I tell Bilbo my story — or as much of it as I think he can cope with. I leave out names and places and dates, and some of the most painfully intimate incidents, the petty tragedies and sordid wastes of a century and a half adrift without a destiny. But the pattern of it — of my pointless sojourn in the cloud-casinos of Venus, my alternating bursts of frenetic activity and depressive withdrawal back on Earth, and the frantic scampering and masquerading that I’ve been dragged into ever since Stone and the Domina clapped eyes on me seven months ago — I can share. Whatever goes into Bilbo’s spike-studded head isn’t going to come out of it again in anything like a decipherable form.

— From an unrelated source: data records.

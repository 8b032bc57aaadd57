//! Durable string key/value storage for UI preferences.

use std::collections::BTreeMap;
use std::path::PathBuf;

use tracing::warn;

use crate::error::{Error, Result};

/// A small string-to-string store, the desktop stand-in for browser local storage.
pub trait SettingsStore {
    fn get(&self, key: &str) -> Option<String>;
    fn set(&mut self, key: &str, value: String) -> Result<()>;
    fn remove(&mut self, key: &str) -> Result<()>;
}

/// Store kept in memory only; used by tests and as a fallback.
#[derive(Debug, Default, Clone)]
pub struct MemoryStore {
    entries: BTreeMap<String, String>,
}

impl MemoryStore {
    pub fn new() -> Self {
        Self::default()
    }
}

impl SettingsStore for MemoryStore {
    fn get(&self, key: &str) -> Option<String> {
        self.entries.get(key).cloned()
    }

    fn set(&mut self, key: &str, value: String) -> Result<()> {
        self.entries.insert(key.to_string(), value);
        Ok(())
    }

    fn remove(&mut self, key: &str) -> Result<()> {
        self.entries.remove(key);
        Ok(())
    }
}

/// Store backed by a JSON object file; every write rewrites the file.
#[derive(Debug)]
pub struct FileStore {
    path: PathBuf,
    entries: BTreeMap<String, String>,
}

impl FileStore {
    /// Open the store at `path`. A missing or corrupt file starts empty.
    pub fn open(path: impl Into<PathBuf>) -> Self {
        let path = path.into();
        let entries = match std::fs::read_to_string(&path) {
            Ok(contents) => serde_json::from_str(&contents).unwrap_or_else(|e| {
                warn!(path = %path.display(), error = %e, "Ignoring corrupt settings file");
                BTreeMap::new()
            }),
            Err(_) => BTreeMap::new(),
        };
        Self { path, entries }
    }

    fn flush(&self) -> Result<()> {
        if let Some(parent) = self.path.parent() {
            std::fs::create_dir_all(parent).map_err(|source| Error::Write {
                path: parent.to_path_buf(),
                source,
            })?;
        }
        let json = serde_json::to_string_pretty(&self.entries)?;
        std::fs::write(&self.path, json).map_err(|source| Error::Write {
            path: self.path.clone(),
            source,
        })
    }
}

impl SettingsStore for FileStore {
    fn get(&self, key: &str) -> Option<String> {
        self.entries.get(key).cloned()
    }

    fn set(&mut self, key: &str, value: String) -> Result<()> {
        if self.entries.get(key) == Some(&value) {
            return Ok(());
        }
        self.entries.insert(key.to_string(), value);
        self.flush()
    }

    fn remove(&mut self, key: &str) -> Result<()> {
        if self.entries.remove(key).is_some() {
            self.flush()?;
        }
        Ok(())
    }
}
use chrono::NaiveDate;
use egui::{Color32, Context, RichText, Window};

use crate::kanban::KanbanColumn;
use crate::model::{Task, TaskStatus};
use crate::source::NewTask;
use crate::ui::theme;

/// Field values of the add/edit task dialog.
#[derive(Debug, Clone, PartialEq)]
pub struct TaskForm {
    /// `None` while creating a new task.
    pub task_id: Option<String>,
    pub title: String,
    pub description: String,
    pub start: NaiveDate,
    pub end: NaiveDate,
    pub status: TaskStatus,
    pub error: Option<String>,
}

impl TaskForm {
    pub fn create(today: NaiveDate) -> Self {
        Self {
            task_id: None,
            title: String::new(),
            description: String::new(),
            start: today,
            end: today + chrono::Duration::days(7),
            status: TaskStatus::Todo,
            error: None,
        }
    }

    /// Prefill from `task`; unusable dates start out as `today`.
    pub fn edit(task: &Task, today: NaiveDate) -> Self {
        Self {
            task_id: Some(task.id.clone()),
            title: task.title.clone(),
            description: task.description.clone(),
            start: task.start_date.unwrap_or(today),
            end: task.end_date.or(task.start_date).unwrap_or(today),
            status: task.effective_status(),
            error: None,
        }
    }

    pub fn validate(&self) -> Result<(), String> {
        if self.title.trim().is_empty() {
            return Err("Title is required".to_string());
        }
        if self.end < self.start {
            return Err("End date is before the start date".to_string());
        }
        Ok(())
    }

    pub fn to_new_task(&self) -> NewTask {
        NewTask {
            title: self.title.trim().to_string(),
            description: self.description.trim().to_string(),
            start_date: self.start,
            end_date: self.end,
            status: Some(self.status.clone()),
        }
    }

    /// Apply the form to an existing task. Moving into or out of Done updates
    /// completion the same way the board does.
    pub fn apply_to(&self, task: &Task) -> Task {
        let mut updated = task.clone();
        updated.title = self.title.trim().to_string();
        updated.description = self.description.trim().to_string();
        updated.start_date = Some(self.start);
        updated.end_date = Some(self.end);
        if task.effective_status() != self.status {
            updated.completed = self.status.is_done();
        }
        updated.status = Some(self.status.clone());
        updated
    }
}

#[derive(Debug, Clone, Copy, PartialEq, Eq)]
pub enum DialogResult {
    Submit,
    Cancel,
}

/// Render the add/edit task dialog.
pub fn show_task_dialog(
    ctx: &Context,
    form: &mut TaskForm,
    columns: &[KanbanColumn],
) -> Option<DialogResult> {
    let mut result = None;
    let title = if form.task_id.is_some() { "Edit Task" } else { "Add Task" };

    Window::new(RichText::new(title).strong().size(14.0))
        .resizable(false)
        .collapsible(false)
        .anchor(egui::Align2::CENTER_CENTER, [0.0, 0.0])
        .fixed_size([360.0, 0.0])
        .show(ctx, |ui| {
            ui.add_space(4.0);

            egui::Grid::new("task_form_grid")
                .num_columns(2)
                .spacing([12.0, 8.0])
                .show(ui, |ui| {
                    ui.label(RichText::new("Title").color(theme::TEXT_SECONDARY));
                    ui.add_sized(
                        [240.0, 24.0],
                        egui::TextEdit::singleline(&mut form.title).hint_text("Task title..."),
                    );
                    ui.end_row();

                    ui.label(RichText::new("Description").color(theme::TEXT_SECONDARY));
                    ui.add_sized(
                        [240.0, 48.0],
                        egui::TextEdit::multiline(&mut form.description).desired_rows(2),
                    );
                    ui.end_row();

                    ui.label(RichText::new("Start").color(theme::TEXT_SECONDARY));
                    ui.add(egui_extras::DatePickerButton::new(&mut form.start).id_salt("dlg_dp_start"));
                    ui.end_row();

                    ui.label(RichText::new("End").color(theme::TEXT_SECONDARY));
                    ui.add(egui_extras::DatePickerButton::new(&mut form.end).id_salt("dlg_dp_end"));
                    ui.end_row();

                    ui.label(RichText::new("Status").color(theme::TEXT_SECONDARY));
                    let selected = columns
                        .iter()
                        .find(|c| c.status == form.status)
                        .map(|c| c.title.clone())
                        .unwrap_or_else(|| form.status.to_string());
                    egui::ComboBox::from_id_salt("dlg_status")
                        .selected_text(selected)
                        .show_ui(ui, |ui| {
                            for column in columns {
                                ui.selectable_value(&mut form.status, column.status.clone(), column.title.as_str());
                            }
                        });
                    ui.end_row();
                });

            if let Some(error) = &form.error {
                ui.add_space(4.0);
                ui.label(RichText::new(error).color(theme::TODAY_LINE));
            }

            ui.add_space(6.0);
            ui.separator();
            ui.add_space(4.0);

            ui.horizontal(|ui| {
                let label = if form.task_id.is_some() { "Save" } else { "Create" };
                let submit = egui::Button::new(RichText::new(label).color(Color32::WHITE))
                    .fill(theme::ACCENT)
                    .rounding(egui::Rounding::same(4.0));
                if ui.add_sized([80.0, 28.0], submit).clicked() {
                    match form.validate() {
                        Ok(()) => result = Some(DialogResult::Submit),
                        Err(e) => form.error = Some(e),
                    }
                }
                if ui.add_sized([80.0, 28.0], egui::Button::new("Cancel")).clicked() {
                    result = Some(DialogResult::Cancel);
                }
            });
            ui.add_space(2.0);
        });

    if ctx.input(|i| i.key_pressed(egui::Key::Escape)) {
        result = Some(DialogResult::Cancel);
    }
    result
}

/// Render the "About" dialog.
pub fn show_about_dialog(ctx: &Context, open: &mut bool) {
    let mut should_close = false;
    Window::new("About")
        .resizable(false)
        .collapsible(false)
        .anchor(egui::Align2::CENTER_CENTER, [0.0, 0.0])
        .fixed_size([300.0, 180.0])
        .show(ctx, |ui| {
            ui.vertical_centered(|ui| {
                ui.add_space(12.0);
                ui.heading(RichText::new("Timeline Board").strong());
                ui.add_space(2.0);
                ui.label(
                    RichText::new(format!("Version {}", env!("CARGO_PKG_VERSION")))
                        .color(theme::TEXT_SECONDARY),
                );
                ui.add_space(10.0);
                ui.label("Project timelines and Kanban boards");
                ui.label("built with Rust and egui.");
                ui.add_space(14.0);
                if ui.add_sized([100.0, 28.0], egui::Button::new("Close")).clicked() {
                    should_close = true;
                }
            });
        });
    if should_close || ctx.input(|i| i.key_pressed(egui::Key::Escape)) {
        *open = false;
    }
}

/// Render the "CSV Import Format" help dialog.
pub fn show_csv_help_dialog(ctx: &Context, open: &mut bool) {
    let mut should_close = false;

    Window::new(RichText::new("CSV Import Format").strong().size(14.0))
        .resizable(true)
        .collapsible(false)
        .anchor(egui::Align2::CENTER_CENTER, [0.0, 0.0])
        .default_size([520.0, 420.0])
        .show(ctx, |ui| {
            egui::ScrollArea::vertical().show(ui, |ui| {
                ui.label(RichText::new("Delimiters").strong());
                ui.label("The delimiter is auto-detected: comma (,), semicolon (;), or tab.");
                ui.add_space(8.0);

                ui.label(RichText::new("Columns").strong());
                egui::Grid::new("csv_columns")
                    .num_columns(2)
                    .striped(true)
                    .spacing([12.0, 4.0])
                    .show(ui, |ui| {
                        for (column, headers) in [
                            ("Title *", "Title, Name, Task, Task Name, Task Label, Label"),
                            ("Start Date *", "Start, Start Date, From, Begin"),
                            ("End Date *", "End, End Date, To, Finish, Due, Due Date"),
                            ("Status", "Status, State, Stage"),
                            ("Completed", "Completed, Complete, Done (yes / no)"),
                            ("Description", "Description, Notes, Details"),
                        ] {
                            ui.label(RichText::new(column).strong());
                            ui.label(headers);
                            ui.end_row();
                        }
                    });
                ui.add_space(8.0);

                ui.label(RichText::new("Notes").strong());
                for note in [
                    "• Header matching ignores case, spaces, hyphens and underscores.",
                    "• Dates: YYYY-MM-DD, DD/MM/YYYY, MM/DD/YYYY, DD-MM-YYYY, DD.MM.YYYY, YYYY/MM/DD.",
                    "• Rows without a title are skipped.",
                    "• Rows with invalid dates are kept but stay off the timeline until fixed.",
                    "• Importing replaces the tasks of the selected project.",
                ] {
                    ui.label(RichText::new(note).small());
                }
                ui.add_space(8.0);

                ui.label(RichText::new("Example").strong());
                let example = "Title;Start Date;End Date;Status;Completed\n\
                               Design;2025-01-01;2025-01-31;done;yes\n\
                               Build;2025-02-01;2025-02-28;in-progress;no";
                egui::Frame::dark_canvas(ui.style()).show(ui, |ui| {
                    ui.add(
                        egui::TextEdit::multiline(&mut example.to_string())
                            .font(egui::TextStyle::Monospace)
                            .desired_width(f32::INFINITY)
                            .interactive(false),
                    );
                });
            });

            ui.separator();
            if ui.add_sized([80.0, 28.0], egui::Button::new("Close")).clicked() {
                should_close = true;
            }
        });

    if should_close || ctx.input(|i| i.key_pressed(egui::Key::Escape)) {
        *open = false;
    }
}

He’s an enigma, but a friendly one, and I need a shoulder to cry on, even though it’s so cold up here that real tears would turn to crystal and shatter as they fall. And at night, we plug into the open socket on the back of the freight car and cuddle up together, sharing body warmth beneath the foam-foil wrappers. I’d share more if I could, but alas, he’s not equipped for physical intimacy — another of the evils his owners inflicted on him.

On the afternoon of the third day we roll toward a distant cliff on a horizon stained the ominous reddish gray of an impending dust storm. There’s a hole in the cliff, into which our train rumbles. “Your terminus is trip-tight opening off the light at the end of the tunnel,” Bilbo warns me after a while. “Be not afrit and embrace the encomium of your legions. Adieu!

I think he means “good-bye.”

“Are you sure?” I shout, over the rumbling and rattling that rebounds from the walls of the tunnel.

“Adieu!” he says again, then points. I can feel the train slowing as it rises. Then the tunnel gives way to a canyonlike cutting, up which we grind at perhaps thirty kilometers per hour. A handful of minutes pass as the cutting grows shallow, and I see the horizon opening out over its rim — a horizon with a sharp cutoff. We’ve threaded a needle through the rim wall of Pavonis Mons, and we’re barely two hours away from the fringes of Marsport.

I take a deep, unproductive breath — the air is already vanishingly thin up here, barely of any use to my gas exchanger — and nod. “I’ll remember you!” I call. And then I pick up my shoulder bag and prepare to dive once again into the chaos of my secret-agent life.